Work to be completed: Below this line is a set of entries; quote exactly the lines from the line that contains "pool is closed." to the line that contains "for suffix in", both lines included.

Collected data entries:
<<<<

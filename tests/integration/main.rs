//! End-to-end flows: registry seeding, ingestion passes and windowed
//! queries against an in-memory store and a scripted provider.

mod mock_provider;

use std::sync::Arc;
use std::time::Duration;

use weatherwatch::config::{AppConfig, ForecastRefresh, QueryConfig};
use weatherwatch::engine::filters::FilterParams;
use weatherwatch::engine::ingest::{IngestionPipeline, OutcomeStatus};
use weatherwatch::engine::query::{CurrentQuery, ForecastQuery, QueryEngine};
use weatherwatch::engine::Core;
use weatherwatch::storage::SnapshotStore;
use weatherwatch::types::{IngestError, QueryError, ValidationError};

use mock_provider::MockProvider;

const CONFIG: &str = r#"
[database]
url = "sqlite::memory:"

[ingest]
concurrency = 3
fetch_timeout_secs = 1

[query]
forecast_refresh = "off"

[[locations]]
name = "Indianapolis"
region = "IN"
latitude = 39.7684
longitude = -86.1581

[[locations]]
name = "Miami"
region = "FL"
latitude = 25.7617
longitude = -80.1918

[[locations]]
name = "Port St. Joe"
region = "FL"
latitude = 29.8116
longitude = -85.3030

[[locations]]
name = "San Francisco"
region = "CA"
latitude = 37.7749
longitude = -122.4194
"#;

const INDY: f64 = 39.7684;
const MIAMI: f64 = 25.7617;
const PSJ: f64 = 29.8116;
const SF: f64 = 37.7749;

async fn setup(provider: Arc<MockProvider>) -> (AppConfig, Core) {
    let cfg = AppConfig::from_toml_str(CONFIG).unwrap();
    let store = SnapshotStore::connect(&cfg.database).await.unwrap();
    store.seed_locations(&cfg.locations).await.unwrap();
    let core = Core::new(&cfg, store, provider);
    (cfg, core)
}

fn temp_below(bound: &str) -> FilterParams {
    FilterParams { temp_lt: Some(bound.into()), ..FilterParams::default() }
}

#[tokio::test]
async fn test_pass_then_cold_cities() {
    let provider = Arc::new(MockProvider::new());
    provider.set_current(INDY, 18.0, 9.0);
    provider.set_current(MIAMI, 79.0, 11.0);
    provider.set_current(PSJ, 64.0, 4.0);
    provider.set_current(SF, 52.0, 17.0);

    let (_, core) = setup(Arc::clone(&provider)).await;
    let report = core.pipeline.refresh_all().await.unwrap();
    assert_eq!(report.succeeded(), 4);

    let rows = core
        .queries
        .query_current(&CurrentQuery { as_of: Some("60m".into()), filters: temp_below("20") })
        .await
        .unwrap();
    assert_eq!(rows.len(), 1);
    assert_eq!(rows[0].location, "Indianapolis");

    let rows = core
        .queries
        .query_current(&CurrentQuery {
            as_of: None,
            filters: FilterParams {
                temp_gt: Some("50".into()),
                wind_lt: Some("15".into()),
                ..FilterParams::default()
            },
        })
        .await
        .unwrap();
    let names: Vec<_> = rows.iter().map(|r| r.location.as_str()).collect();
    assert_eq!(names, vec!["Port St. Joe", "Miami"]);

    core.shutdown().await;
}

#[tokio::test]
async fn test_one_provider_failure_isolated() {
    let provider = Arc::new(MockProvider::new());
    provider.set_current(INDY, 30.0, 5.0);
    provider.set_current(MIAMI, 80.0, 5.0);
    provider.set_current(SF, 55.0, 5.0);
    provider.fail(PSJ, "service unavailable");

    let (_, core) = setup(Arc::clone(&provider)).await;
    let report = core.pipeline.refresh_all().await.unwrap();

    assert_eq!(provider.calls(), 4);
    assert_eq!(report.succeeded(), 3);
    assert!(matches!(report.outcome("Port St. Joe"), Some(OutcomeStatus::Failed { .. })));
    let stored = core
        .store
        .latest_observations(chrono::Utc::now(), chrono::Duration::hours(1), &[])
        .await
        .unwrap();
    assert_eq!(stored.len(), 3);
    assert!(stored.iter().all(|row| row.location != "Port St. Joe"));

    core.shutdown().await;
}

#[tokio::test]
async fn test_stalled_fetch_times_out() {
    let provider = Arc::new(MockProvider::new());
    provider.set_current(INDY, 30.0, 5.0);
    provider.set_current(MIAMI, 80.0, 5.0);
    provider.set_current(PSJ, 70.0, 5.0);
    provider.stall(SF, Duration::from_secs(30));

    let (_, core) = setup(Arc::clone(&provider)).await;
    let report = core.pipeline.refresh_all().await.unwrap();
    assert_eq!(report.succeeded(), 3);
    match report.outcome("San Francisco") {
        Some(OutcomeStatus::Failed { reason }) => assert!(reason.contains("timed out")),
        other => panic!("expected timeout, got {other:?}"),
    }

    let err = core.pipeline.refresh_one("San Francisco").await.unwrap_err();
    assert!(matches!(err, IngestError::Timeout { .. }));

    core.shutdown().await;
}

#[tokio::test]
async fn test_forecast_pass_and_query() {
    let provider = Arc::new(MockProvider::new());
    provider.set_forecast(INDY, &[(3, 35.0, 22.0), (6, 31.0, 25.0), (9, 28.0, 12.0)]);
    provider.set_forecast(MIAMI, &[(3, 82.0, 9.0), (6, 80.0, 21.0), (9, 78.0, 6.0)]);
    provider.set_forecast(PSJ, &[(3, 70.0, 3.0), (6, 68.0, 4.0), (9, 66.0, 5.0)]);
    provider.fail(SF, "rate limited");

    let (_, core) = setup(Arc::clone(&provider)).await;
    let report = core.pipeline.refresh_forecasts_all().await.unwrap();
    assert_eq!(report.succeeded(), 3);
    assert_eq!(report.rows_written(), 9);

    let windy = core
        .queries
        .query_forecast(&ForecastQuery {
            offset: Some("6h".into()),
            filters: FilterParams { wind_gt: Some("20".into()), ..FilterParams::default() },
        })
        .await
        .unwrap();
    let names: Vec<_> = windy.iter().map(|r| r.location.as_str()).collect();
    assert_eq!(names, vec!["Indianapolis", "Miami"]);
    assert!(windy.iter().all(|r| r.wind_speed_mph > 20.0));

    // A bare offset is hours.
    let freezing = core
        .queries
        .query_forecast(&ForecastQuery { offset: Some("9".into()), filters: temp_below("32") })
        .await
        .unwrap();
    assert_eq!(freezing.len(), 1);
    assert_eq!(freezing[0].location, "Indianapolis");
    assert!((freezing[0].temperature_f - 28.0).abs() < 1e-9);

    core.shutdown().await;
}

#[tokio::test]
async fn test_newer_issuance_replaces_older() {
    let provider = Arc::new(MockProvider::new());
    provider.set_forecast(MIAMI, &[(6, 90.0, 5.0)]);

    let (_, core) = setup(Arc::clone(&provider)).await;
    let older = core.pipeline.refresh_forecast_one("Miami").await.unwrap();

    tokio::time::sleep(Duration::from_millis(5)).await;
    provider.set_forecast(MIAMI, &[(6, 70.0, 5.0)]);
    let newer = core.pipeline.refresh_forecast_one("Miami").await.unwrap();
    assert!(newer.issued_at > older.issued_at);

    let rows = core
        .queries
        .query_forecast(&ForecastQuery { offset: None, filters: temp_below("100") })
        .await
        .unwrap();
    assert_eq!(rows.len(), 1);
    assert!((rows[0].temperature_f - 70.0).abs() < 1e-9);
    // Both issuances are kept; the query picks the newer one.
    for batch in [&older, &newer] {
        let rows = core.store.forecast_batch(batch.location_id, batch.issued_at).await.unwrap();
        assert_eq!(rows.len(), 1);
    }

    core.shutdown().await;
}

#[tokio::test]
async fn test_blocking_refresh_before_forecast_read() {
    let provider = Arc::new(MockProvider::new());
    provider.set_forecast(PSJ, &[(6, 29.0, 3.0)]);

    let store = SnapshotStore::in_memory().await.unwrap();
    let cfg = AppConfig::from_toml_str(CONFIG).unwrap();
    store.seed_locations(&cfg.locations).await.unwrap();

    let pipeline = Arc::new(IngestionPipeline::new(provider.clone(), store.clone(), Duration::from_secs(1), 2));
    let engine = QueryEngine::new(
        store.clone(),
        Some(pipeline),
        QueryConfig { forecast_refresh: ForecastRefresh::Blocking, ..QueryConfig::default() },
    );

    let rows = engine
        .query_forecast(&ForecastQuery { offset: Some("6h".into()), filters: temp_below("32") })
        .await
        .unwrap();
    assert_eq!(provider.calls(), 4);
    assert_eq!(rows.len(), 1);
    assert_eq!(rows[0].location, "Port St. Joe");

    store.close().await;
}

#[tokio::test]
async fn test_validation_precedes_io() {
    let provider = Arc::new(MockProvider::new());
    let (_, core) = setup(Arc::clone(&provider)).await;

    let err = core
        .queries
        .query_current(&CurrentQuery { as_of: None, filters: FilterParams::default() })
        .await
        .unwrap_err();
    assert!(matches!(err, QueryError::Validation(ValidationError::MissingFilter)));

    let err = core
        .queries
        .query_current(&CurrentQuery { as_of: None, filters: temp_below("freezing") })
        .await
        .unwrap_err();
    assert!(matches!(err, QueryError::Validation(ValidationError::NonNumericFilter { .. })));
    assert_eq!(provider.calls(), 0);

    core.shutdown().await;
}

#[tokio::test]
async fn test_reseeding_is_idempotent() {
    let provider = Arc::new(MockProvider::new());
    let (cfg, core) = setup(provider).await;

    let inserted = core.store.seed_locations(&cfg.locations).await.unwrap();
    assert_eq!(inserted, 0);
    assert_eq!(core.store.list_locations().await.unwrap().len(), 4);

    core.shutdown().await;
}

#[tokio::test]
async fn test_shutdown_waits_for_background_forecast_refresh() {
    let provider = Arc::new(MockProvider::new());
    provider.set_forecast(INDY, &[(6, 20.0, 5.0)]);
    provider.delay_forecasts(Duration::from_millis(200));

    // File-backed so the rows can be read back after the pool is closed.
    let path = std::env::temp_dir().join(format!("weatherwatch-{}.db", uuid::Uuid::new_v4()));
    let mut cfg = AppConfig::from_toml_str(CONFIG).unwrap();
    cfg.database.url = format!("sqlite://{}", path.display());
    cfg.query.forecast_refresh = ForecastRefresh::Background;

    let store = SnapshotStore::connect(&cfg.database).await.unwrap();
    store.seed_locations(&cfg.locations).await.unwrap();
    let core = Core::new(&cfg, store, provider.clone());

    let rows = core
        .queries
        .query_forecast(&ForecastQuery { offset: Some("6h".into()), filters: temp_below("32") })
        .await
        .unwrap();
    assert!(rows.is_empty());

    core.shutdown().await;
    assert_eq!(provider.calls(), 4);

    let reopened = SnapshotStore::connect(&cfg.database).await.unwrap();
    let landed = reopened
        .best_forecasts(chrono::Utc::now(), chrono::Duration::hours(6), chrono::Duration::hours(1), &[])
        .await
        .unwrap();
    reopened.close().await;
    for suffix in ["", "-wal", "-shm"] {
        let _ = std::fs::remove_file(format!("{}{suffix}", path.display()));
    }

    assert_eq!(landed.len(), 1);
    assert_eq!(landed[0].location, "Indianapolis");
}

>>>>

Response to this exercise:
    // File-backed so the rows can be read back after the pool is closed.
    let path = std::env::temp_dir().join(format!("weatherwatch-{}.db", uuid::Uuid::new_v4()));
    let mut cfg = AppConfig::from_toml_str(CONFIG).unwrap();
    cfg.database.url = format!("sqlite://{}", path.display());
    cfg.query.forecast_refresh = ForecastRefresh::Background;

    let store = SnapshotStore::connect(&cfg.database).await.unwrap();
    store.seed_locations(&cfg.locations).await.unwrap();
    let core = Core::new(&cfg, store, provider.clone());

    let rows = core
        .queries
        .query_forecast(&ForecastQuery { offset: Some("6h".into()), filters: temp_below("32") })
        .await
        .unwrap();
    assert!(rows.is_empty());

    core.shutdown().await;
    assert_eq!(provider.calls(), 4);

    let reopened = SnapshotStore::connect(&cfg.database).await.unwrap();
    let landed = reopened
        .best_forecasts(chrono::Utc::now(), chrono::Duration::hours(6), chrono::Duration::hours(1), &[])
        .await
        .unwrap();
    reopened.close().await;
    for suffix in ["", "-wal", "-shm"] {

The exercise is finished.